The administration has projected it could take up to 30 days to process all requests for assistance.

The state is offering interest-free loans calculated to cover three months of expenses for applicants, capped at $75,000. The loans can run for as long as 18 months on the assumption that revenues will return by then, or repayments will be covered by the coming federal money. The loans are limited to businesses with no more than 100 employees. 

And while the money will come from revenue on repaid loans administered by DECD, Connecticut does have other pots of money it could tap.

Legislators have authorized hundreds of millions of dollars for various economic development initiatives in recent years and some leaders say a portion of that potential borrowing could be re-purposed for the bridge loan program.

Time of the essence

“I don’t think $25 million is enough and I hope they revisit this and start working on a second phase right away,” Senate Minority Leader Len Fasano, R-North Haven, told the CT Mirror earlier this week, adding that restaurants and other businesses that have been forced to close by state order “should go to the head of the line” when applications are processed.

The president and CEO of the Connecticut Business and Industry Association, Joseph F. Brennan, said if the state can do more, time is of the essence.
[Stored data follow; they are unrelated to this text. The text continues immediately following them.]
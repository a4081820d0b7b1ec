//! The mutable statement model.
//!
//! A [`Statement`] is parsed once into clause spans, mutated in place through
//! the operations in this module, and rendered back to text on demand.
//!
//! ```
//! use querysmith::{CombinationMode, Statement};
//!
//! let mut stmt = Statement::parse("SELECT id, description FROM `test` WHERE id > 10")?;
//! stmt.where_("status = 1")?.order_by("parent_id")?.limit(10)?;
//! assert_eq!(
//!     stmt.to_string(),
//!     "SELECT id, description FROM `test` WHERE (id > 10) AND (`status` = 1) \
//!      ORDER BY `parent_id` LIMIT 10"
//! );
//! # Ok::<(), querysmith::QueryError>(())
//! ```

mod input;
mod mutate;


use std::fmt;
use std::str::FromStr;

use crate::bind::{self, Bindings};
use crate::clause::ClauseSpan;
use crate::error::{QueryError, QueryResult};
use crate::kind::{Clause, StatementKind};
use crate::split::{self, Clauses};
use crate::subquery::{self, SubqueryRef};

pub use input::{Assignments, Criteria, DuplicateKeyUpdate, LimitInput, Names, Pairs, Params, Row};
pub use mutate::JoinKind;

/// A single MySQL statement held as ordered clause spans.
#[derive(Debug, Clone, PartialEq, Eq)]
pub struct Statement {
    kind: StatementKind,
    clauses: Clauses,
    original: String,
}

impl Statement {
    /// Classify and split `sql`.
    ///
    /// Trailing `;` and surrounding whitespace are dropped. Statements that
    /// are not SELECT/INSERT/UPDATE/DELETE/TRUNCATE parse as
    /// [`StatementKind::Unrecognized`] and render verbatim.
    pub fn parse(sql: &str) -> QueryResult<Self> {
        let text = split::normalize(sql);
        if text.is_empty() {
            return Err(QueryError::parse("empty statement"));
        }
        let kind = StatementKind::classify(text);
        let clauses = split::split(kind, text)?;

        #[cfg(feature = "tracing")]
        tracing::debug!(
            target: "querysmith",
            kind = ?kind,
            clauses = clauses.iter().filter(|(_, span)| !span.is_empty()).count(),
            "parsed statement"
        );

        Ok(Self {
            kind,
            clauses,
            original: sql.to_string(),
        })
    }

    /// Kind decided at parse time; never changes.
    pub fn kind(&self) -> StatementKind {
        self.kind
    }

    /// The text this statement was parsed from, unmodified.
    pub fn original_text(&self) -> &str {
        &self.original
    }

    /// The statement itself. Kept for callers that hold a wrapper and want
    /// the underlying statement.
    pub fn base_statement(&self) -> &Statement {
        self
    }

    /// Current span of `clause`, or `None` when the clause is not part of
    /// this kind's grammar. Legal but absent clauses return an empty span.
    pub fn clause(&self, clause: Clause) -> Option<&ClauseSpan> {
        self.clauses.get(clause)
    }

    /// Non-empty clauses in canonical order.
    pub fn parts(&self) -> Vec<(Clause, &str)> {
        self.clauses
            .iter()
            .filter(|(_, span)| !span.is_empty())
            .map(|(clause, span)| (clause, span.as_str()))
            .collect()
    }

    /// Render the current clause state.
    ///
    /// Keywords are upper-case, clauses are separated by single spaces and
    /// clause bodies are emitted as stored.
    pub fn render(&self) -> String {
        let mut out = String::with_capacity(self.original.len() + 32);
        match self.kind {
            StatementKind::Select | StatementKind::SelectDistinct => {
                out.push_str(self.kind.verb());
                out.push(' ');
                let columns = self.text(Clause::Columns);
                out.push_str(if columns.is_empty() { "*" } else { columns });
                self.push_clause(&mut out, "FROM", Clause::From);
                self.push_clause(&mut out, "", Clause::Joins);
                self.push_clause(&mut out, "WHERE", Clause::Where);
                self.push_clause(&mut out, "GROUP BY", Clause::GroupBy);
                self.push_clause(&mut out, "HAVING", Clause::Having);
                self.push_clause(&mut out, "ORDER BY", Clause::OrderBy);
                self.push_clause(&mut out, "LIMIT", Clause::Limit);
            }
            StatementKind::Insert => {
                out.push_str("INSERT");
                self.push_clause(&mut out, "", Clause::Modifiers);
                self.push_clause(&mut out, "INTO", Clause::Into);
                let columns = self.text(Clause::Columns);
                if !columns.is_empty() {
                    out.push_str(" (");
                    out.push_str(columns);
                    out.push(')');
                }
                self.push_clause(&mut out, "VALUES", Clause::Values);
                self.push_clause(&mut out, "SET", Clause::Set);
                self.push_clause(&mut out, "", Clause::Subquery);
                self.push_clause(&mut out, "ON DUPLICATE KEY UPDATE", Clause::OnDuplicateKeyUpdate);
            }
            StatementKind::Update => {
                out.push_str("UPDATE");
                self.push_clause(&mut out, "", Clause::Modifiers);
                self.push_clause(&mut out, "", Clause::Table);
                self.push_clause(&mut out, "", Clause::Joins);
                self.push_clause(&mut out, "SET", Clause::Set);
                self.push_clause(&mut out, "WHERE", Clause::Where);
                self.push_clause(&mut out, "ORDER BY", Clause::OrderBy);
                self.push_clause(&mut out, "LIMIT", Clause::Limit);
            }
            StatementKind::Delete => {
                out.push_str("DELETE");
                self.push_clause(&mut out, "", Clause::Modifiers);
                self.push_clause(&mut out, "", Clause::Columns);
                self.push_clause(&mut out, "FROM", Clause::From);
                self.push_clause(&mut out, "", Clause::Joins);
                self.push_clause(&mut out, "WHERE", Clause::Where);
                self.push_clause(&mut out, "ORDER BY", Clause::OrderBy);
                self.push_clause(&mut out, "LIMIT", Clause::Limit);
            }
            StatementKind::Truncate => {
                out.push_str("TRUNCATE TABLE");
                self.push_clause(&mut out, "", Clause::Table);
            }
            StatementKind::Unrecognized => out.push_str(split::normalize(&self.original)),
        }
        out
    }

    fn push_clause(&self, out: &mut String, keyword: &str, clause: Clause) {
        let body = self.text(clause);
        if body.is_empty() {
            return;
        }
        out.push(' ');
        if !keyword.is_empty() {
            out.push_str(keyword);
            out.push(' ');
        }
        out.push_str(body);
    }

    pub(crate) fn text(&self, clause: Clause) -> &str {
        self.clauses.text(clause)
    }

    // ==================== Inspection ====================

    /// Top-level items of the column list.
    ///
    /// Only select statements have an extractable column list; every other
    /// kind fails with [`QueryError::UnsupportedOperation`].
    pub fn columns(&self) -> QueryResult<Vec<String>> {
        if !self.kind.is_select() {
            return Err(QueryError::unsupported(format!(
                "It's not possible to extract columns of a {} query.",
                self.kind.label()
            )));
        }
        let columns = self.clauses.get(Clause::Columns);
        Ok(columns
            .map(|span| span.items().into_iter().map(str::to_string).collect())
            .unwrap_or_default())
    }

    /// Every `SELECT` nested in the rendered statement, in document order.
    pub fn subqueries(&self) -> Vec<SubqueryRef> {
        subquery::locate(&self.render(), self.kind)
    }

    /// Text of the `n`th (1-based) nested `SELECT`, without its enclosing
    /// parentheses. Parse it with [`Statement::parse`] to rewrite it.
    pub fn subquery(&self, n: usize) -> QueryResult<String> {
        let found = self.subqueries();
        let count = found.len();
        n.checked_sub(1)
            .and_then(|i| found.into_iter().nth(i))
            .map(|sub| sub.text)
            .ok_or(QueryError::IndexOutOfRange { index: n, count })
    }

    /// Render with placeholders substituted.
    ///
    /// Named bindings replace `:name` placeholders; unknown names are left in
    /// place. Positional bindings fill `?` placeholders in order. Placeholders
    /// inside string literals are never touched. The statement itself is not
    /// modified.
    pub fn bind(&self, bindings: impl Into<Bindings>) -> String {
        let rendered = self.render();
        match bindings.into() {
            Bindings::Named(values) => bind::bind_named(&rendered, &values),
            Bindings::Positional(values) => bind::substitute_positional(&rendered, &values).0,
        }
    }
}

impl fmt::Display for Statement {
    fn fmt(&self, f: &mut fmt::Formatter<'_>) -> fmt::Result {
        f.write_str(&self.render())
    }
}

impl FromStr for Statement {
    type Err = QueryError;

    fn from_str(s: &str) -> QueryResult<Self> {
        Statement::parse(s)
    }
}

impl TryFrom<&str> for Statement {
    type Error = QueryError;

    fn try_from(s: &str) -> QueryResult<Self> {
        Statement::parse(s)
    }
}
“I’m not surprised by the demand,” Brennan said. “It just shows the gravity of the situation, the number of small businesses that have been impacted by the drastic slowdown in our economy.”

Many small businesses are hanging on day by day, Brennan said, adding that immediate assistance not only would keep companies afloat, but would ease pressure on unprecedented unemployment claim filings.

“We’re certainly hopeful that the state can marshal whatever resources that it can,” he said. “There are businesses that haven’t had any revenue in weeks now. Every day it’s growing exponentially, the number of companies that are severely impacted.”

But while state officials weigh the future of the bridge loan program, they will also direct Connecticut businesses to new federal assistance.

Lehman urged businesses Friday to turn to the U.S. Small Business Administration.

The $350 billion Payroll Protection Program will provide federally backed loans through local banks. The loans would not have to be repaid if a borrower maintains its workforce. Larger companies that keep their workforce employed would be eligible for tax credits.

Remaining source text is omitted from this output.